The Fox content dashboard on streaming service Hulu. (Graphic by The Desk)

Sitcoms, dramas and other content from Fox Corporation’s flagship broadcast network will remain on the Walt Disney Company’s general entertainment streaming service Hulu for at least a few more years.

On Monday, Fox and Disney said it had reached an extension to continue serving Hulu customers shows like “The Simpsons,” “Bob’s Burgers,” “The Masked Singer,” “Accused,” “9-1-1,” “9-1-1: Lone Star” and “Family Guy” one day after they air on television.

As part of the deal, Hulu will promote Fox broadcast content heavily within the streaming service, and Fox will promote Hulu on television as a streaming destination for its prime-time programs.
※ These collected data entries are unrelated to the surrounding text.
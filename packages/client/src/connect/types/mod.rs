//! Connector seam and transport stream types

pub mod connection;
pub mod connector;

pub use connection::MaybeTlsStream;
pub use connector::{Connector, TcpConnector};
//! DNS resolution and address handling utilities
//!
//! IP literals skip the resolver entirely.

use std::net::{IpAddr, SocketAddr};
use std::str::FromStr;

use crate::error::{self, Result};

/// Resolve a hostname to socket addresses.
///
/// # Errors
///
/// Returns a connect error if resolution fails or yields no addresses.
pub async fn resolve_host(host: &str, port: u16) -> Result<Vec<SocketAddr>> {
    // Fast path for IP addresses
    if let Ok(ip) = IpAddr::from_str(host) {
        return Ok(vec![SocketAddr::new(ip, port)]);
    }

    let addrs: Vec<SocketAddr> = tokio::net::lookup_host((host, port))
        .await
        .map_err(|e| error::connect(format!("DNS resolution failed for {host}: {e}")))?
        .collect();

    if addrs.is_empty() {
        return Err(error::connect(format!("No addresses resolved for {host}")));
    }
    Ok(addrs)
}
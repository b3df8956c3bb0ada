//! Timeout configuration

pub mod timeout_config;

pub use timeout_config::TimeoutConfig;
“Our long-standing, valued partnership with Hulu consistently generates impressive results and creates an important pathway for our scripted, unscripted and animated series to maximize viewer reach,” Rob Wade, the CEO of Fox Entertainment, said in a statement. “Under this new deal, Fox solidifies its longer-term streaming strategy, while harnessing the power and strength of both Hulu and Fox to better serve our audiences and bring visibility to premium content across our streaming and linear platforms.”
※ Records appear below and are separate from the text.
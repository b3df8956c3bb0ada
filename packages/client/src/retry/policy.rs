//! Retry policy configuration with exponential backoff and jitter
//!
//! Decides how many times a request may be attempted, how long to wait
//! before resubmitting it, and which response statuses count as failures.

use std::time::Duration;

use fastrand::Rng;

use crate::config::{ConfigDefaults, ConfigResult, ConfigurationError};

/// Retry policy configuration
#[derive(Debug, Clone)]
pub struct RetryPolicy {
    /// Maximum number of attempts per request, the first one included
    pub max_attempts: u32,
    /// Delay before the first retry
    pub backoff_base: Duration,
    /// Upper bound for any single delay
    pub max_backoff: Duration,
    /// Backoff multiplier (typically 2.0 for exponential backoff)
    pub backoff_multiplier: f64,
    /// Jitter factor (0.0 to 1.0) to prevent thundering herd
    pub jitter_factor: f64,
    /// Response statuses resubmitted while attempts remain
    pub retry_on_status: Vec<u16>,
    /// Consecutive failed connection attempts after which the whole batch is
    /// failed instead of retrying each request against a dead endpoint
    pub max_consecutive_connect_failures: u32,
}

impl Default for RetryPolicy {
    /// Create default retry policy with balanced configuration
    fn default() -> Self {
        Self {
            max_attempts: ConfigDefaults::MAX_ATTEMPTS,
            backoff_base: ConfigDefaults::BACKOFF_BASE,
            max_backoff: ConfigDefaults::MAX_BACKOFF,
            backoff_multiplier: 2.0,
            jitter_factor: 0.1,
            retry_on_status: Vec::new(),
            max_consecutive_connect_failures: ConfigDefaults::MAX_ATTEMPTS,
        }
    }
}

impl RetryPolicy {
    /// Create aggressive retry policy for critical batches
    ///
    /// Uses faster retry cycles with more attempts.
    #[inline]
    #[must_use]
    pub fn aggressive() -> Self {
        Self {
            max_attempts: 5,
            backoff_base: Duration::from_millis(20),
            max_backoff: Duration::from_secs(2),
            backoff_multiplier: 1.5,
            jitter_factor: 0.2,
            retry_on_status: Vec::new(),
            max_consecutive_connect_failures: 5,
        }
    }

    /// Create no-retry policy (single attempt only)
    #[inline]
    #[must_use]
    pub fn no_retry() -> Self {
        Self {
            max_attempts: 1,
            backoff_base: Duration::ZERO,
            max_backoff: Duration::ZERO,
            backoff_multiplier: 1.0,
            jitter_factor: 0.0,
            retry_on_status: Vec::new(),
            max_consecutive_connect_failures: 1,
        }
    }

    /// Retry responses carrying these statuses, e.g. `[500, 502, 503, 504]`.
    #[must_use]
    pub fn with_retry_on_status(mut self, statuses: impl IntoIterator<Item = u16>) -> Self {
        self.retry_on_status = statuses.into_iter().collect();
        self
    }

    /// Calculate the delay before the next attempt, given how many attempts
    /// have already been made
    ///
    /// `base * multiplier^(attempts - 1)`, capped at `max_backoff`, then
    /// spread by `jitter_factor`.
    #[inline]
    #[must_use]
    pub fn calculate_delay(&self, attempts_made: u32) -> Duration {
        if attempts_made == 0 || self.backoff_base.is_zero() {
            return Duration::ZERO;
        }

        let exponent = i32::try_from(attempts_made - 1).unwrap_or(i32::MAX);
        let base_ms = self.backoff_base.as_secs_f64() * 1000.0;
        let max_ms = self.max_backoff.as_secs_f64() * 1000.0;
        let capped = (base_ms * self.backoff_multiplier.powi(exponent)).min(max_ms);

        let jitter_range = capped * self.jitter_factor;
        let mut rng = Rng::new();
        let jitter = rng.f64() * jitter_range - (jitter_range / 2.0);

        #[allow(clippy::cast_possible_truncation, clippy::cast_sign_loss)]
        let micros = ((capped + jitter).max(0.0) * 1000.0).round() as u64;
        Duration::from_micros(micros)
    }

    /// Whether a request that has made `attempts_made` attempts may go again.
    #[inline]
    #[must_use]
    pub fn has_attempts_left(&self, attempts_made: u32) -> bool {
        attempts_made < self.max_attempts
    }

    /// Whether a response status should be treated as a retryable failure.
    #[inline]
    #[must_use]
    pub fn is_retryable_status(&self, status: u16) -> bool {
        self.retry_on_status.contains(&status)
    }

    /// Validate policy configuration for consistency
    ///
    /// # Errors
    ///
    /// Returns `ConfigurationError::InvalidParameter` for out-of-range values
    /// and `ConfigurationError::Conflict` when the base delay exceeds the cap.
    pub fn validate(&self) -> ConfigResult<()> {
        if self.max_attempts == 0 {
            return Err(ConfigurationError::InvalidParameter(
                "max_attempts must be at least 1".to_string(),
            ));
        }

        if self.max_consecutive_connect_failures == 0 {
            return Err(ConfigurationError::InvalidParameter(
                "max_consecutive_connect_failures must be at least 1".to_string(),
            ));
        }

        if !(self.backoff_multiplier >= 1.0) {
            return Err(ConfigurationError::InvalidParameter(
                "backoff_multiplier must be at least 1.0".to_string(),
            ));
        }

        if !(0.0..=1.0).contains(&self.jitter_factor) {
            return Err(ConfigurationError::InvalidParameter(
                "jitter_factor must be between 0.0 and 1.0".to_string(),
            ));
        }

        if self.backoff_base > self.max_backoff {
            return Err(ConfigurationError::Conflict(
                "backoff_base cannot exceed max_backoff".to_string(),
            ));
        }

        Ok(())
    }
}
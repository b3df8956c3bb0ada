//! Retry coordinator: drives a batch to completion over one session
//!
//! Every request moves through `Pending -> Sent -> {Matched | Failed}`.
//! A failed request with attempts left goes back to the front of the
//! pending queue, keeping batch order, and is resubmitted on the next round
//! after a backoff; one with no attempts left is terminal. Requests the
//! sender never wrote return to the queue without using an attempt.
//!
//! Matched responses are stored as soon as the reader produces them, so a
//! batch cut short by its deadline still reports everything that arrived.

use std::collections::VecDeque;
use std::sync::Arc;

use tokio::time::Instant;

use super::policy::RetryPolicy;
use crate::config::PipelineConfig;
use crate::connect::{ConnectionManager, Connector};
use crate::error::{self, Error};
use crate::http::{BatchResult, Failure, Outcome, PipelineRequest, PipelineResponse};
use crate::protocols::h1::{DecodeLimits, EncodeContext, RoundSettings, run_round};
use crate::telemetry::PipelineStats;

#[derive(Debug)]
enum SlotState {
    Pending,
    Matched(PipelineResponse),
    Failed(Error),
}

#[derive(Debug)]
struct Slot {
    attempts: u32,
    state: SlotState,
}

/// Per-batch bookkeeping, kept outside the drive future so a deadline can
/// drop the future and still read what was resolved.
struct BatchState {
    requests: Vec<PipelineRequest>,
    slots: Vec<Slot>,
    pending: VecDeque<usize>,
}

impl BatchState {
    fn new(requests: Vec<PipelineRequest>) -> Self {
        let slots = requests
            .iter()
            .map(|_| Slot {
                attempts: 0,
                state: SlotState::Pending,
            })
            .collect();
        let pending = (0..requests.len()).collect();
        Self {
            requests,
            slots,
            pending,
        }
    }
}

/// One pipelining session: a connection manager, the policy and counters.
pub struct RetryCoordinator<C: Connector> {
    manager: ConnectionManager<C>,
    policy: RetryPolicy,
    depth: usize,
    settings: RoundSettings,
    stats: Arc<PipelineStats>,
}

impl<C: Connector> RetryCoordinator<C> {
    pub fn new(connector: C, config: &PipelineConfig) -> Self {
        let stats = Arc::new(PipelineStats::default());
        Self {
            manager: ConnectionManager::new(connector, Arc::clone(&stats)),
            policy: config.retry.clone(),
            depth: config.max_pipeline_depth.max(1),
            settings: round_settings(config),
            stats,
        }
    }

    /// Session counters, shared with the connection manager.
    pub fn stats(&self) -> &Arc<PipelineStats> {
        &self.stats
    }

    /// Run `requests` until each one is matched or terminally failed, or
    /// until `deadline` passes.
    ///
    /// Requests still unresolved at the deadline fail with `Kind::Canceled`.
    /// The connection is closed before returning.
    pub async fn run(mut self, requests: Vec<PipelineRequest>, deadline: Option<Instant>) -> BatchResult {
        let mut state = BatchState::new(requests);
        tracing::debug!(
            requests = state.requests.len(),
            depth = self.depth,
            endpoint = %self.manager.endpoint(),
            "batch started"
        );

        let finished = match deadline {
            Some(deadline) => tokio::time::timeout_at(deadline, self.drive(&mut state))
                .await
                .is_ok(),
            None => {
                self.drive(&mut state).await;
                true
            }
        };

        if finished {
            self.manager.close().await;
        } else {
            // The round was dropped mid-flight; its stream position is unknown.
            self.manager.mark_dead();
            let canceled = error::canceled();
            let mut unresolved = 0usize;
            for slot in &mut state.slots {
                if matches!(slot.state, SlotState::Pending) {
                    slot.state = SlotState::Failed(canceled.clone());
                    unresolved += 1;
                }
            }
            tracing::warn!(unresolved, "batch deadline expired");
        }

        let outcomes = state
            .slots
            .into_iter()
            .zip(state.requests)
            .map(|(slot, request)| match slot.state {
                SlotState::Matched(response) => Outcome::Matched {
                    response,
                    attempts: slot.attempts,
                },
                SlotState::Failed(error) => Outcome::Failed(failure(&request, slot.attempts, error)),
                // Only reachable if the drive loop ended with work queued.
                SlotState::Pending => {
                    Outcome::Failed(failure(&request, slot.attempts, error::canceled()))
                }
            })
            .collect();

        let stats = self.stats.snapshot();
        tracing::debug!(
            rounds = stats.rounds,
            matched = stats.responses_matched,
            retries = stats.retries_scheduled,
            "batch finished"
        );
        BatchResult::new(outcomes, stats)
    }

    async fn drive(&mut self, state: &mut BatchState) {
        let BatchState {
            requests,
            slots,
            pending,
        } = state;
        let mut consecutive_connect_failures = 0u32;
        let mut backoff = false;
        let mut round_no = 0usize;

        while !pending.is_empty() {
            let take = self.depth.min(pending.len());
            let round: Vec<usize> = pending.drain(..take).collect();

            if backoff {
                let attempts_made = round.iter().map(|&i| slots[i].attempts).max().unwrap_or(0);
                let delay = self.policy.calculate_delay(attempts_made);
                if !delay.is_zero() {
                    tracing::debug!(delay_ms = delay.as_millis() as u64, "backing off before retry");
                    self.stats.record_backoff(delay);
                    tokio::time::sleep(delay).await;
                }
            }

            let conn = match self.manager.acquire().await {
                Ok(conn) => {
                    consecutive_connect_failures = 0;
                    conn
                }
                Err(err) => {
                    consecutive_connect_failures += 1;
                    for &index in &round {
                        slots[index].attempts += 1;
                    }

                    if consecutive_connect_failures >= self.policy.max_consecutive_connect_failures {
                        let remaining = round.len() + pending.len();
                        tracing::error!(
                            failures = consecutive_connect_failures,
                            remaining,
                            error = %err,
                            "endpoint unreachable, failing the rest of the batch"
                        );
                        for index in round.into_iter().chain(pending.drain(..)) {
                            slots[index].state = SlotState::Failed(err.clone());
                        }
                        return;
                    }

                    let failed: Vec<(usize, Error)> =
                        round.iter().map(|&index| (index, err.clone())).collect();
                    let retried = self.settle(slots, pending, failed, Vec::new(), Vec::new());
                    backoff = retried > 0;
                    continue;
                }
            };

            round_no += 1;
            self.stats.record_round();
            for &index in &round {
                slots[index].attempts += 1;
            }
            tracing::debug!(
                round = round_no,
                depth = round.len(),
                connection = conn.id(),
                "round started"
            );

            let refs: Vec<&PipelineRequest> = round.iter().map(|&index| &requests[index]).collect();
            let policy = &self.policy;
            let mut status_retries = Vec::new();
            let report = run_round(
                conn.io_mut(),
                &refs,
                &self.settings,
                &self.stats,
                |index, response| {
                    let slot = &mut slots[index];
                    if policy.is_retryable_status(response.status_code())
                        && policy.has_attempts_left(slot.attempts)
                    {
                        tracing::debug!(
                            index,
                            status = response.status_code(),
                            attempt = slot.attempts,
                            "status marked for retry"
                        );
                        status_retries.push(index);
                    } else {
                        slot.state = SlotState::Matched(response);
                    }
                },
            )
            .await;
            conn.finish_round();

            if !report.reusable {
                self.manager.mark_dead();
            }

            for &index in &report.unsent {
                slots[index].attempts = slots[index].attempts.saturating_sub(1);
            }
            let retried = self.settle(slots, pending, report.failed, status_retries, report.unsent);
            backoff = retried > 0;
        }
    }

    /// Resolve or requeue the unmatched requests of a round.
    ///
    /// Returns how many requests were scheduled for another attempt.
    fn settle(
        &self,
        slots: &mut [Slot],
        pending: &mut VecDeque<usize>,
        failed: Vec<(usize, Error)>,
        status_retries: Vec<usize>,
        unsent: Vec<usize>,
    ) -> usize {
        let mut requeue: Vec<usize> = unsent;
        let mut retried = status_retries.len();
        requeue.extend(status_retries);

        for (index, err) in failed {
            let slot = &mut slots[index];
            if err.is_retryable() && self.policy.has_attempts_left(slot.attempts) {
                tracing::warn!(
                    index,
                    attempt = slot.attempts,
                    error = %err,
                    "request failed, scheduling retry"
                );
                requeue.push(index);
                retried += 1;
            } else {
                tracing::warn!(index, attempts = slot.attempts, error = %err, "request failed");
                slot.state = SlotState::Failed(err);
            }
        }

        requeue.sort_unstable();
        for &index in requeue.iter().rev() {
            pending.push_front(index);
        }
        self.stats.record_retries(retried);
        retried
    }
}

fn failure(request: &PipelineRequest, attempts: u32, error: Error) -> Failure {
    Failure {
        kind: error.kind(),
        attempts,
        method: request.method().clone(),
        target: request.target().to_string(),
        error: error.with_target(request.target()),
    }
}

/// Round settings for a session against `config`'s endpoint.
pub(crate) fn round_settings(config: &PipelineConfig) -> RoundSettings {
    RoundSettings {
        encode: EncodeContext {
            authority: config.authority(),
            user_agent: config.user_agent.clone(),
        },
        limits: DecodeLimits {
            max_headers: config.max_headers,
            max_head_size: config.max_head_size,
            max_body_size: config.max_body_size,
        },
        read_buffer_size: config.read_buffer_size,
        read_timeout: config.timeouts.read_timeout,
        write_timeout: config.timeouts.write_timeout,
        close_after: !config.keep_alive,
    }
}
Joe Earley, the president of Hulu, said the streamer will continue to serve as a cornerstone service that delivers programs from multiple broadcast networks one day after they air on television.

“Fox has always been a great partner, but now Rob and his teams are leveling-up our relationship with their new marketing commitments, helping viewers understand where they can watch all of these shows,” Earley said.

Both sides effectively need each other: Of the four major broadcast networks, Fox is the only one to not have a subscription-based, direct-to-consumer streaming service. Instead, Fox has focused on building up its free, ad-supported streaming service, Tubi, while relegating premium Fox broadcast content to cable, satellite and Hulu.

The deal also helps Disney, which recently found itself with a deficit of content for Hulu after Comcast pulled next-day NBC shows from the service and made the exclusive to Peacock late last year.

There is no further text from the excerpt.